Records contained in a dataset:

use chrono::{DateTime, SecondsFormat, Utc};

use crate::error::{WorkflowError, WorkflowResult};

/// Formats a timestamp as a fixed-width RFC 3339 UTC string. The fixed
/// microsecond width keeps lexicographic order equal to chronological order,
/// which both backends rely on for schedule keys.
pub(crate) fn format_ts(ts: &DateTime<Utc>) -> String {
	ts.to_rfc3339_opts(SecondsFormat::Micros, true)
}

pub(crate) fn parse_ts(raw: &str) -> WorkflowResult<DateTime<Utc>> {
	DateTime::parse_from_rfc3339(raw)
		.map(|ts| ts.with_timezone(&Utc))
		.map_err(|err| WorkflowError::InvalidTimestamp(format!("{raw}: {err}")))
}

pub(crate) fn to_delta(duration: std::time::Duration) -> chrono::Duration {
	chrono::Duration::milliseconds(duration.as_millis() as i64)
}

Requirement:
Among the lines above, find each one containing the string "duration" and copy it.

Response area:
pub(crate) fn to_delta(duration: std::time::Duration) -> chrono::Duration {
	chrono::Duration::milliseconds(duration.as_millis() as i64)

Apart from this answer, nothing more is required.